The finding allowed the doctors to diagnose the girl’s condition as the Chrohn’s disease – an incurable but manageable form of inflammatory bowel decease. The earlier this condition is diagnosed, the easier it is to manage its symptoms. The girl suffered for eight years because of all the lazy morons posing as her doctors over the years, not one bothered to spend more than a few seconds analyzing biopsy results. Valuable time was lost and now the disease is much more difficult to control.
Unprofessional doctors are all too common. It is a statistical fact that most medical mistakes occur at the diagnostic stage. The most common cause of such mistakes is unwillingness on the part of the diagnostician to invest the necessary time and effort to analyze test results. The case with this Washington girl is by no means uncommon. What annoyed me about this story were the comments by two doctors interviewed by CNN. Consider these two opinions:
Crohn’s disease is often misdiagnosed or diagnosed very late, says Dr. Corey Siegel, director of the Inflammatory Bowel Disease Center at Dartmouth-Hitchcock Medical Center in Lebanon, New Hampshire. “Granulomas are oftentimes very hard to find and not always even present at all,” Siegel said. “I commend Jessica for her meticulous work.”
Pathologists also sometimes miss important findings for other diseases, says Dr. Mark Graber, chief of the medical service at the Northport VA Medical Center in New York.
“This story carries a valuable lesson about how errors are found. It’s very often by ‘fresh eyes,’ just like in Jessica’s case,” he said. “Some specialty centers, recognizing the reality of perceptual error and the power of a second independent reading, are now requiring second reviews on certain types of smears and pathology specimens.”

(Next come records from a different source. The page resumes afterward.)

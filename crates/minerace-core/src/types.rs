//! Core types: checksums, producer ids, block headers and blocks.
//!
//! A [`Block`] is a [`BlockHeader`] plus its checksum and an ownership edge to
//! the previous block. The edge is only ever set by [`Chain`](crate::Chain)
//! when the block is linked, so a candidate travelling between threads always
//! has `prev == None`.

use serde::{Deserialize, Serialize};
use std::fmt;

use crate::digest::ChecksumProvider;

/// A W-bit block checksum, compared as an unsigned integer.
#[derive(
    Serialize, Deserialize, Clone, Copy, Debug, PartialEq, Eq, Hash, PartialOrd, Ord, Default,
)]
pub struct Checksum(pub u32);

impl Checksum {
    /// The all-zero checksum. Used as the genesis `prev_checksum`.
    pub const ZERO: Self = Self(0);

    /// Number of leading zero bits.
    pub fn leading_zeros(&self) -> u32 {
        self.0.leading_zeros()
    }
}

impl fmt::Display for Checksum {
    fn fmt(&self, f: &mut fmt::Formatter<'_>) -> fmt::Result {
        write!(f, "0x{:08x}", self.0)
    }
}

impl From<u32> for Checksum {
    fn from(value: u32) -> Self {
        Self(value)
    }
}

/// Identifier of the producer that built a block.
#[derive(
    Serialize, Deserialize, Clone, Copy, Debug, PartialEq, Eq, Hash, PartialOrd, Ord,
)]
pub struct ProducerId(pub u32);

impl ProducerId {
    /// Sentinel carried by the genesis block, which has no producer.
    pub const GENESIS: Self = Self(u32::MAX);

    /// Whether this is the genesis sentinel.
    pub fn is_genesis(&self) -> bool {
        *self == Self::GENESIS
    }
}

impl fmt::Display for ProducerId {
    fn fmt(&self, f: &mut fmt::Formatter<'_>) -> fmt::Result {
        if self.is_genesis() {
            f.write_str("genesis")
        } else {
            write!(f, "{}", self.0)
        }
    }
}

/// The fields covered by a block's checksum, plus the difficulty it claims.
#[derive(Serialize, Deserialize, Clone, Copy, Debug, PartialEq, Eq)]
pub struct BlockHeader {
    /// Position in the chain. Genesis is 0.
    pub height: u64,
    /// Unix seconds at creation or at the last nonce update.
    pub timestamp: u64,
    /// Checksum of the block at `height - 1`.
    pub prev_checksum: Checksum,
    /// Required leading zero bits. Not part of the digest input.
    pub difficulty: u32,
    /// Proof-of-work search variable.
    pub nonce: u64,
    /// Producer that built the block.
    pub producer: ProducerId,
}

impl BlockHeader {
    /// Size of the digest input in bytes.
    pub const DIGEST_INPUT_SIZE: usize = 8 + 8 + 4 + 8 + 4;

    /// Serialize the digest input: height || timestamp || prev_checksum ||
    /// nonce || producer, all little-endian.
    pub fn digest_input(&self) -> [u8; Self::DIGEST_INPUT_SIZE] {
        let mut data = [0u8; Self::DIGEST_INPUT_SIZE];
        data[0..8].copy_from_slice(&self.height.to_le_bytes());
        data[8..16].copy_from_slice(&self.timestamp.to_le_bytes());
        data[16..20].copy_from_slice(&self.prev_checksum.0.to_le_bytes());
        data[20..28].copy_from_slice(&self.nonce.to_le_bytes());
        data[28..32].copy_from_slice(&self.producer.0.to_le_bytes());
        data
    }
}

/// A block: header, checksum and the edge to its predecessor.
///
/// Blocks are moved, never shared: a producer owns its candidate, hands it
/// to the mining slot, the validator takes it out and either links it into
/// the chain or drops it.
pub struct Block {
    /// Checksummed fields.
    pub header: BlockHeader,
    /// Stored checksum. The validator recomputes it rather than trusting it.
    pub checksum: Checksum,
    pub(crate) prev: Option<Box<Block>>,
}

impl Block {
    /// Build an unlinked block and compute its checksum.
    pub fn new(header: BlockHeader, digest: &dyn ChecksumProvider) -> Self {
        let checksum = digest.checksum(&header);
        Self {
            header,
            checksum,
            prev: None,
        }
    }

    /// Recompute and store the checksum after a header change.
    pub fn reseal(&mut self, digest: &dyn ChecksumProvider) {
        self.checksum = digest.checksum(&self.header);
    }

    /// The previous block, if this block has been linked into a chain.
    pub fn prev(&self) -> Option<&Block> {
        self.prev.as_deref()
    }

    /// Height shortcut.
    pub fn height(&self) -> u64 {
        self.header.height
    }

    /// Producer shortcut.
    pub fn producer(&self) -> ProducerId {
        self.header.producer
    }

    /// Whether the block has been linked into a chain.
    pub fn is_linked(&self) -> bool {
        self.prev.is_some()
    }
}

impl fmt::Debug for Block {
    fn fmt(&self, f: &mut fmt::Formatter<'_>) -> fmt::Result {
        f.debug_struct("Block")
            .field("header", &self.header)
            .field("checksum", &self.checksum)
            .field("linked", &self.is_linked())
            .finish()
    }
}
//! State shared by every worker in a run.

use std::fmt;
use std::sync::Arc;

use parking_lot::{RwLock, RwLockReadGuard, RwLockWriteGuard};

use minerace_core::{Chain, ChainTip, ChecksumProvider, Clock, Difficulty};

use crate::events::{Event, EventSink};
use crate::slot::MiningSlot;

/// The chain, the mining slot, and the collaborators every worker needs.
///
/// The chain and the slot have separate locks. See the crate docs for the
/// acquisition order.
pub struct SharedState {
    chain: RwLock<Chain>,
    slot: MiningSlot,
    difficulty: Difficulty,
    digest: Arc<dyn ChecksumProvider>,
    clock: Clock,
    events: Arc<dyn EventSink>,
}

impl fmt::Debug for SharedState {
    fn fmt(&self, f: &mut fmt::Formatter<'_>) -> fmt::Result {
        f.debug_struct("SharedState")
            .field("difficulty", &self.difficulty)
            .field("slot", &self.slot)
            .finish_non_exhaustive()
    }
}

impl SharedState {
    /// Build the genesis block at the clock's current time and start an
    /// empty, open slot.
    pub fn new(
        difficulty: Difficulty,
        digest: Arc<dyn ChecksumProvider>,
        clock: Clock,
        events: Arc<dyn EventSink>,
    ) -> Self {
        let chain = Chain::new(difficulty, clock(), digest.as_ref());
        Self {
            chain: RwLock::new(chain),
            slot: MiningSlot::new(),
            difficulty,
            digest,
            clock,
            events,
        }
    }

    /// Read access to the chain.
    pub fn chain(&self) -> RwLockReadGuard<'_, Chain> {
        self.chain.read()
    }

    /// Write access to the chain. Only the validator calls this, and only
    /// while holding the slot lock.
    pub(crate) fn chain_mut(&self) -> RwLockWriteGuard<'_, Chain> {
        self.chain.write()
    }

    /// Snapshot of the current head.
    pub fn tip(&self) -> ChainTip {
        self.chain.read().tip()
    }

    pub fn slot(&self) -> &MiningSlot {
        &self.slot
    }

    pub fn difficulty(&self) -> Difficulty {
        self.difficulty
    }

    pub fn digest(&self) -> &dyn ChecksumProvider {
        self.digest.as_ref()
    }

    /// Current time from the injected clock.
    pub fn now(&self) -> u64 {
        (self.clock)()
    }

    pub(crate) fn emit(&self, event: Event) {
        self.events.record(&event);
    }

    /// Close the slot. Every worker returns at its next suspension point.
    pub fn shutdown(&self) {
        self.slot.close();
    }

    pub fn is_shut_down(&self) -> bool {
        self.slot.is_closed()
    }
}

As you see, medical culture in the US is such that many doctors are unwilling to admit obvious mistakes – even those made by others. When an experienced pathologist looks at a tissue sample and declares it healthy and then another pathologists analyzes the same sample and finds an inflammation, this would be a good illustration of Dr. Graber’s “fresh eyes” theory or Dr. Siegel’s “too hard to diagnose” excuse. On the other hand, when a tissue sample is pronounced decease-free by a pathologist, who is later proven wrong by a teenager with no medical training, using a school microscope and a Web search engine, then we are dealing with something more than a simple difference in perception.